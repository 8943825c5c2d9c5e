//! Roadmap configuration: persisted as JSON in the OS config directory.
//!
//! The configuration is an explicit value. It is loaded and migrated once at
//! startup by the caller and then passed by reference into every layout
//! call; nothing in the crate reads it implicitly.

use std::path::{Path, PathBuf};

use chrono::{FixedOffset, NaiveDate, Offset, Utc};
use log::{info, warn};
use serde::{Deserialize, Serialize};

use crate::error::{Result, RoadmapError};
use crate::layout::labels::LabelSettings;
use crate::layout::lanes::{LaneSettings, SortKey};
use crate::model::TimeOrigin;

/// Version written by this build.
pub const CONFIG_VERSION: u32 = 2;

const CONFIG_FILE_NAME: &str = "config.json";

/// Bar sizing and text wrapping.
#[derive(Debug, Clone, PartialEq, Serialize, Deserialize)]
#[serde(default, rename_all = "camelCase")]
pub struct TaskGeometry {
    /// Narrowest bar drawn for a regular task.
    pub min_width: f64,
    /// Width of a milestone line.
    pub milestone_width: f64,
    /// Span given to a task that has a start but no due date.
    pub missing_due_span: f64,
    /// Average glyph width of the bar font.
    pub char_width: f64,
    /// Total horizontal padding inside a bar.
    pub padding_h: f64,
    pub line_height: f64,
    /// Total vertical padding inside a bar.
    pub padding_v: f64,
    /// Bars never grow taller than this many text lines.
    pub max_lines: usize,
}

impl Default for TaskGeometry {
    fn default() -> Self {
        Self {
            min_width: 40.0,
            milestone_width: 2.0,
            missing_due_span: 100.0,
            char_width: 6.0,
            padding_h: 12.0,
            line_height: 13.0,
            padding_v: 8.0,
            max_lines: 3,
        }
    }
}

impl TaskGeometry {
    /// Lines needed to wrap `text` inside a bar of `width` pixels.
    pub fn lines_needed(&self, text: &str, width: f64) -> usize {
        let per_line = ((width - self.padding_h) / self.char_width).floor().max(1.0) as usize;
        text.chars().count().div_ceil(per_line).max(1)
    }

    pub fn height_for_lines(&self, lines: usize) -> f64 {
        lines as f64 * self.line_height + self.padding_v
    }
}

/// Stacking of event entries at the top of the event category.
#[derive(Debug, Clone, PartialEq, Serialize, Deserialize)]
#[serde(default, rename_all = "camelCase")]
pub struct EventSettings {
    pub height: f64,
    pub gap: f64,
    pub top_padding: f64,
}

impl Default for EventSettings {
    fn default() -> Self {
        Self {
            height: 24.0,
            gap: 4.0,
            top_padding: 8.0,
        }
    }
}

/// Tracker tags that change how a record is drawn. Matching ignores case.
#[derive(Debug, Clone, PartialEq, Serialize, Deserialize)]
#[serde(default, rename_all = "camelCase")]
pub struct TagConventions {
    /// A one-day task carrying one of these is a milestone.
    pub milestone: Vec<String>,
    pub event: Vec<String>,
    /// Marks a delivery kept on its initial date.
    pub delivered: Vec<String>,
    /// Priority label that flags a bar as urgent.
    pub urgent_priority: String,
}

impl Default for TagConventions {
    fn default() -> Self {
        Self {
            milestone: vec!["temps forts".into(), "temps fort".into()],
            event: vec!["événement".into(), "evenement".into()],
            delivered: vec!["livraison maintenue au planning".into()],
            urgent_priority: "urgent".into(),
        }
    }
}

#[derive(Debug, Clone, PartialEq, Serialize, Deserialize)]
#[serde(default, rename_all = "camelCase")]
pub struct RoadmapConfig {
    /// Files without a version predate versioning and read as 0.
    #[serde(default)]
    pub version: u32,
    /// Day whose month is position 0.
    pub origin: NaiveDate,
    pub month_width: f64,
    /// Offset used to turn tracker timestamps into calendar days.
    pub timezone_offset_minutes: i32,
    /// Category that receives event entries.
    pub event_category: Option<String>,
    pub tasks: TaskGeometry,
    pub lanes: LaneSettings,
    pub labels: LabelSettings,
    pub events: EventSettings,
    pub tags: TagConventions,
}

impl Default for RoadmapConfig {
    fn default() -> Self {
        Self {
            version: CONFIG_VERSION,
            origin: NaiveDate::from_ymd_opt(2025, 12, 1).unwrap_or_default(),
            month_width: 150.0,
            timezone_offset_minutes: 0,
            event_category: Some("commercialisation".into()),
            tasks: TaskGeometry::default(),
            lanes: LaneSettings::default(),
            labels: LabelSettings::default(),
            events: EventSettings::default(),
            tags: TagConventions::default(),
        }
    }
}

impl RoadmapConfig {
    pub fn time_origin(&self) -> TimeOrigin {
        TimeOrigin::new(self.origin, self.month_width)
    }

    pub fn timezone(&self) -> FixedOffset {
        FixedOffset::east_opt(self.timezone_offset_minutes.saturating_mul(60))
            .unwrap_or_else(|| {
                warn!(
                    "event=config_timezone_invalid offset_minutes={} fallback=utc",
                    self.timezone_offset_minutes
                );
                Utc.fix()
            })
    }

    /// Bring a configuration read from disk up to [`CONFIG_VERSION`].
    ///
    /// Versions 0 and 1 always packed lanes by start position, so they keep
    /// that order explicitly. Newer versions are rejected.
    pub fn migrate(mut self) -> Result<Self> {
        if self.version > CONFIG_VERSION {
            return Err(RoadmapError::UnsupportedConfigVersion {
                found: self.version,
                supported: CONFIG_VERSION,
            });
        }
        if self.version < 2 {
            info!(
                "event=config_migrate from={} to={} sort_key=start",
                self.version, CONFIG_VERSION
            );
            self.lanes.sort_key = SortKey::Start;
            self.version = CONFIG_VERSION;
        }
        Ok(self)
    }

    /// Default location: `<config dir>/RoadmapLayout/config.json`.
    pub fn default_path() -> Result<PathBuf> {
        directories::ProjectDirs::from("", "", "RoadmapLayout")
            .map(|dirs| dirs.config_dir().join(CONFIG_FILE_NAME))
            .ok_or(RoadmapError::NoConfigDir)
    }

    /// Read and migrate a configuration file.
    pub fn load_from(path: &Path) -> Result<Self> {
        let json = std::fs::read_to_string(path).map_err(|e| RoadmapError::io(path, e))?;
        let config: Self = serde_json::from_str(&json)?;
        config.migrate()
    }

    /// Load from `path`, falling back to defaults when the file does not exist.
    pub fn load_or_default(path: &Path) -> Result<Self> {
        if !path.exists() {
            info!("event=config_default path={}", path.display());
            return Ok(Self::default());
        }
        Self::load_from(path)
    }

    pub fn save_to(&self, path: &Path) -> Result<()> {
        if let Some(parent) = path.parent() {
            std::fs::create_dir_all(parent).map_err(|e| RoadmapError::io(parent, e))?;
        }
        let json = serde_json::to_string_pretty(self)?;
        std::fs::write(path, json).map_err(|e| RoadmapError::io(path, e))
    }
}
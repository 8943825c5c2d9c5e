//! Lane packing for the bars of one category row.

use log::debug;
use serde::{Deserialize, Serialize};

use super::{Interval, Spanned};

/// Which end of an interval drives the packing order.
#[derive(Debug, Clone, Copy, PartialEq, Eq, Default, Serialize, Deserialize)]
#[serde(rename_all = "camelCase")]
pub enum SortKey {
    /// Earliest-finishing first.
    #[default]
    End,
    /// Earliest-starting first, as older dashboards did.
    Start,
}

#[derive(Debug, Clone, PartialEq, Serialize, Deserialize)]
#[serde(default, rename_all = "camelCase")]
pub struct LaneSettings {
    /// Minimum horizontal distance between two bars sharing a lane.
    pub horizontal_gap: f64,
    /// Space between stacked lanes.
    pub vertical_gap: f64,
    /// Padding above the first lane and below the last.
    pub min_padding: f64,
    /// Height of a row with nothing in it.
    pub empty_row_height: f64,
    pub sort_key: SortKey,
}

impl Default for LaneSettings {
    fn default() -> Self {
        Self {
            horizontal_gap: 1.0,
            vertical_gap: 8.0,
            min_padding: 10.0,
            empty_row_height: 60.0,
            sort_key: SortKey::End,
        }
    }
}

/// An item with its lane and vertical offset inside its row.
#[derive(Debug, Clone, PartialEq, Serialize, Deserialize)]
#[serde(rename_all = "camelCase")]
pub struct Placed<T> {
    #[serde(flatten)]
    pub item: T,
    pub lane: usize,
    pub lane_height: f64,
    pub top: f64,
}

pub type PlacedInterval = Placed<Interval>;

impl<T: Spanned> Spanned for Placed<T> {
    fn interval(&self) -> &Interval {
        self.item.interval()
    }
}

/// Result of packing one row.
#[derive(Debug, Clone, PartialEq)]
pub struct RowLayout<T> {
    /// Placements in packing order.
    pub placed: Vec<Placed<T>>,
    pub row_height: f64,
    pub lanes_used: usize,
}

/// Assign every item a lane so that no two items closer than
/// `horizontal_gap` share one.
///
/// Items are visited in [`SortKey`] order (ties keep input order) and each
/// takes the lowest lane free of near neighbours. This is a deterministic
/// first-fit: depending on the order it can open more lanes than the peak
/// overlap of the row. Lanes are unbounded.
pub fn pack_lanes<T>(items: &[T], lane_height: f64, settings: &LaneSettings) -> RowLayout<T>
where
    T: Spanned + Clone,
{
    if items.is_empty() {
        return RowLayout {
            placed: Vec::new(),
            row_height: settings.empty_row_height,
            lanes_used: 0,
        };
    }

    let mut order: Vec<usize> = (0..items.len()).collect();
    match settings.sort_key {
        SortKey::End => order.sort_by(|&a, &b| {
            items[a].interval().end.total_cmp(&items[b].interval().end)
        }),
        SortKey::Start => order.sort_by(|&a, &b| {
            items[a].interval().start.total_cmp(&items[b].interval().start)
        }),
    }

    // Intervals already sitting in each lane.
    let mut lanes: Vec<Vec<&Interval>> = Vec::new();
    let mut assigned = Vec::with_capacity(items.len());

    for &idx in &order {
        let interval = items[idx].interval();
        let lane = lanes
            .iter()
            .position(|occupants| {
                !occupants
                    .iter()
                    .any(|other| interval.is_near(other, settings.horizontal_gap))
            })
            .unwrap_or(lanes.len());
        if lane == lanes.len() {
            lanes.push(Vec::new());
        }
        lanes[lane].push(interval);
        assigned.push((idx, lane));
    }

    let pitch = lane_height + settings.vertical_gap;
    let lanes_used = lanes.len();
    let row_height = lanes_used as f64 * pitch + 2.0 * settings.min_padding;

    let placed = assigned
        .into_iter()
        .map(|(idx, lane)| Placed {
            item: items[idx].clone(),
            lane,
            lane_height,
            top: lane as f64 * pitch + settings.min_padding,
        })
        .collect();

    debug!(
        "event=lanes_packed items={} lanes={} row_height={}",
        items.len(),
        lanes_used,
        row_height
    );

    RowLayout {
        placed,
        row_height,
        lanes_used,
    }
}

----------

§ What the task requires:
Search the material for the word "Some" and copy every matching line.

§ Exercise solution:
            event_category: Some("commercialisation".into()),
        if let Some(parent) = path.parent() {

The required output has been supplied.